LOS ANGELES, Dec.5, 2012 /PRNewswire/ --Researchers from the Revlon/UCLA
Women's Cancer Research Program at UCLA's Jonsson Comprehensive Cancer Center
(JCCC) reported an encouraging increase in progression-free survival (PFS, the
length of time a patient is on treatment without tumor growth) for patients
with breast cancer that was estrogen receptor positive (ER+), HER2-negative
who were given a combination of the standard anti-estrogen treatment,
letrozole, and a new experimental drug called PD 0332991. This new clinical
study using PD 0332991, which was sponsored by Pfizer Inc., compared the
combination to letrozole alone in ER+ breast cancer patients.

Reported at the 2012 CTRC-AACR San Antonio Breast Cancer Symposium in San
Antonio, TX on Dec. 5, 2012, the two-part Phase II clinical trial was led by
Dr. Richard S. Finn, Associate Professor of Medicine at UCLA and JCCC member.
The clinical study built on preclinical work from the Translational Oncology
Research Laboratory (TORL) directed by Dr. Dennis Slamon, Professor of
Medicine at JCCC and director of the Revlon/UCLA Women's Cancer Research
Program.

In part 1 of the study 66 patients were enrolled. Preliminary results showed
significant improvement in median PFS of the patients who were given the new
drug combination. Ninety-nine more patients were enrolled in part 2 of the
study, which allowed only for patients whose tumors revealed selected
biomarkers: CCND1 amplification and p16 loss. Retrospective analysis from part
I suggested clinical benefit from PD-332991 regardless of status of the
biomarkers. All other demographic features for the patients in the study were
similar, so for final trial analysis the results of the two parts of the study
were combined for the San Antonio Breast Cancer Symposium presentation.
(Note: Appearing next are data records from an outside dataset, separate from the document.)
/// Search index client - document search, lookup, and purge over HTTP
///
/// Thin client for the Elasticsearch-compatible index that backs feeds and
/// search. Callers pass the index name per operation; credentials and the
/// base endpoint come from [`IndexConfig`].
use crate::{
    config::IndexConfig,
    error::{BroadcasterError, BroadcasterResult},
};
use reqwest::Method;
use serde::{Deserialize, Serialize};
use tracing::debug;

/// HTTP client for the search index.
#[derive(Clone)]
pub struct IndexClient {
    http_client: reqwest::Client,
    base_url: String,
    username: Option<String>,
    password: Option<String>,
}

/// Result of a search: how many documents matched in total, and the
/// `_source` bodies of the returned window.
#[derive(Debug, Clone)]
pub struct SearchOutcome {
    pub total: u64,
    pub documents: Vec<serde_json::Value>,
}

/// Result of a delete-by-query purge.
#[derive(Debug, Clone, Copy, Serialize)]
pub struct PurgeOutcome {
    pub deleted: u64,
    pub failures: u64,
}

impl IndexClient {
    /// Create a new index client
    pub fn new(config: &IndexConfig) -> BroadcasterResult<Self> {
        let http_client = reqwest::Client::builder()
            .user_agent(concat!("psqr-broadcaster/", env!("CARGO_PKG_VERSION")))
            .timeout(std::time::Duration::from_secs(config.timeout_secs))
            .build()
            .map_err(|e| {
                BroadcasterError::Internal(format!("Failed to create HTTP client: {}", e))
            })?;

        Ok(Self {
            http_client,
            base_url: config.url.trim_end_matches('/').to_string(),
            username: config.username.clone(),
            password: config.password.clone(),
        })
    }

    /// Execute a search query against an index and return the matching
    /// document sources.
    pub async fn search<Q: Serialize + ?Sized>(
        &self,
        index: &str,
        query: &Q,
    ) -> BroadcasterResult<SearchOutcome> {
        let response = self
            .request(Method::GET, &format!("{}/_search", index))
            .json(query)
            .send()
            .await
            .map_err(|e| {
                BroadcasterError::IndexUnavailable(format!("search request failed: {}", e))
            })?;

        if !response.status().is_success() {
            return Err(BroadcasterError::IndexUnavailable(format!(
                "search on '{}' returned {}",
                index,
                response.status()
            )));
        }

        let body: SearchResponse = response.json().await.map_err(|e| {
            BroadcasterError::IndexUnavailable(format!("malformed search response: {}", e))
        })?;

        let outcome = SearchOutcome {
            total: body.hits.total.value,
            documents: body.hits.hits.into_iter().map(|h| h.source).collect(),
        };

        debug!(
            "Index search on '{}': {} of {} hit(s) returned",
            index,
            outcome.documents.len(),
            outcome.total
        );

        Ok(outcome)
    }

    /// Fetch a single document by id and return its `_source`.
    pub async fn get_document(
        &self,
        index: &str,
        id: &str,
    ) -> BroadcasterResult<serde_json::Value> {
        let response = self
            .request(Method::GET, &format!("{}/_doc/{}", index, id))
            .send()
            .await
            .map_err(|e| {
                BroadcasterError::IndexUnavailable(format!("document fetch failed: {}", e))
            })?;

        if response.status() == reqwest::StatusCode::NOT_FOUND {
            return Err(BroadcasterError::NotFound(format!(
                "document '{}' does not exist in index '{}'",
                id, index
            )));
        }

        if !response.status().is_success() {
            return Err(BroadcasterError::IndexUnavailable(format!(
                "document fetch on '{}' returned {}",
                index,
                response.status()
            )));
        }

        let body: DocumentResponse = response.json().await.map_err(|e| {
            BroadcasterError::IndexUnavailable(format!("malformed document response: {}", e))
        })?;

        match body.source {
            Some(source) if body.found => Ok(source),
            _ => Err(BroadcasterError::NotFound(format!(
                "document '{}' does not exist in index '{}'",
                id, index
            ))),
        }
    }

    /// Delete a single document by id.
    pub async fn delete_document(&self, index: &str, id: &str) -> BroadcasterResult<()> {
        let response = self
            .request(Method::DELETE, &format!("{}/_doc/{}", index, id))
            .send()
            .await
            .map_err(|e| {
                BroadcasterError::IndexUnavailable(format!("document delete failed: {}", e))
            })?;

        if response.status() == reqwest::StatusCode::NOT_FOUND {
            return Err(BroadcasterError::NotFound(format!(
                "document '{}' does not exist in index '{}'",
                id, index
            )));
        }

        if !response.status().is_success() {
            return Err(BroadcasterError::IndexUnavailable(format!(
                "document delete on '{}' returned {}",
                index,
                response.status()
            )));
        }

        debug!("Deleted document '{}' from index '{}'", id, index);

        Ok(())
    }

    /// Delete every document matching a query and report how many went.
    pub async fn delete_by_query<Q: Serialize + ?Sized>(
        &self,
        index: &str,
        query: &Q,
    ) -> BroadcasterResult<PurgeOutcome> {
        let response = self
            .request(Method::POST, &format!("{}/_delete_by_query", index))
            .json(query)
            .send()
            .await
            .map_err(|e| BroadcasterError::IndexUnavailable(format!("purge failed: {}", e)))?;

        if !response.status().is_success() {
            return Err(BroadcasterError::IndexUnavailable(format!(
                "purge on '{}' returned {}",
                index,
                response.status()
            )));
        }

        let body: DeleteByQueryResponse = response.json().await.map_err(|e| {
            BroadcasterError::IndexUnavailable(format!("malformed purge response: {}", e))
        })?;

        let outcome = PurgeOutcome {
            deleted: body.deleted,
            failures: body.failures.len() as u64,
        };

        debug!(
            "Purged {} doc(s) from index '{}' with {} failure(s)",
            outcome.deleted, index, outcome.failures
        );

        Ok(outcome)
    }

    fn request(&self, method: Method, path: &str) -> reqwest::RequestBuilder {
        let mut builder = self
            .http_client
            .request(method, format!("{}/{}", self.base_url, path));

        if let Some(username) = &self.username {
            builder = builder.basic_auth(username, self.password.as_deref());
        }

        builder
    }
}

#[derive(Debug, Deserialize)]
struct SearchResponse {
    hits: SearchHits,
}

#[derive(Debug, Deserialize)]
struct SearchHits {
    total: HitTotal,
    hits: Vec<SearchHit>,
}

#[derive(Debug, Deserialize)]
struct HitTotal {
    value: u64,
}

#[derive(Debug, Deserialize)]
struct SearchHit {
    #[serde(rename = "_source")]
    source: serde_json::Value,
}

#[derive(Debug, Deserialize)]
struct DocumentResponse {
    #[serde(default)]
    found: bool,
    #[serde(rename = "_source")]
    source: Option<serde_json::Value>,
}

#[derive(Debug, Deserialize)]
struct DeleteByQueryResponse {
    #[serde(default)]
    deleted: u64,
    #[serde(default)]
    failures: Vec<serde_json::Value>,
}

#[cfg(test)]
mod tests {
    use super::*;

    fn test_config() -> IndexConfig {
        IndexConfig {
            url: "https://index.example.com:9200/".to_string(),
            username: Some("broadcaster".to_string()),
            password: Some("hunter2".to_string()),
            feed_index: "feed".to_string(),
            content_index: "content".to_string(),
            timeout_secs: 5,
        }
    }

    #[test]
    fn test_base_url_trailing_slash_trimmed() {
        let client = IndexClient::new(&test_config()).unwrap();
        assert_eq!(client.base_url, "https://index.example.com:9200");
    }

    #[test]
    fn test_search_response_deserialization() {
        let raw = r#"{
            "took": 3,
            "timed_out": false,
            "hits": {
                "total": { "value": 2, "relation": "eq" },
                "max_score": 1.0,
                "hits": [
                    { "_index": "feed", "_id": "a", "_source": { "infoHash": "a" } },
                    { "_index": "feed", "_id": "b", "_source": { "infoHash": "b" } }
                ]
            }
        }"#;

        let parsed: SearchResponse = serde_json::from_str(raw).unwrap();
        assert_eq!(parsed.hits.total.value, 2);
        assert_eq!(parsed.hits.hits.len(), 2);
        assert_eq!(parsed.hits.hits[0].source["infoHash"], "a");
    }

    #[test]
    fn test_document_response_not_found_shape() {
        let raw = r#"{ "_index": "content", "_id": "missing", "found": false }"#;

        let parsed: DocumentResponse = serde_json::from_str(raw).unwrap();
        assert!(!parsed.found);
        assert!(parsed.source.is_none());
    }

    #[test]
    fn test_delete_by_query_response_deserialization() {
        let raw = r#"{ "took": 12, "deleted": 7, "failures": [] }"#;

        let parsed: DeleteByQueryResponse = serde_json::from_str(raw).unwrap();
        assert_eq!(parsed.deleted, 7);
        assert!(parsed.failures.is_empty());
    }
}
With the results from the two parts added together, data analysis showed that
the median PFS of patients on the combination arm was 26.1 months compared to
7.5 months among those given letrozole alone. Of patients with measurable
disease, 45% of the women given the combination had confirmed responses,
compared to 31% with letrozole alone, and the clinical benefit rates (tumor
shrinkage and/or stable disease for a minimum of 6 months) were 70% and 44%,
respectively.

"This drug combination demonstrated a dramatic and clinically meaningful
effect on PFS in women with ER positive breast cancer," Finn said, "These
results confirm the preclinical work we began at TORL."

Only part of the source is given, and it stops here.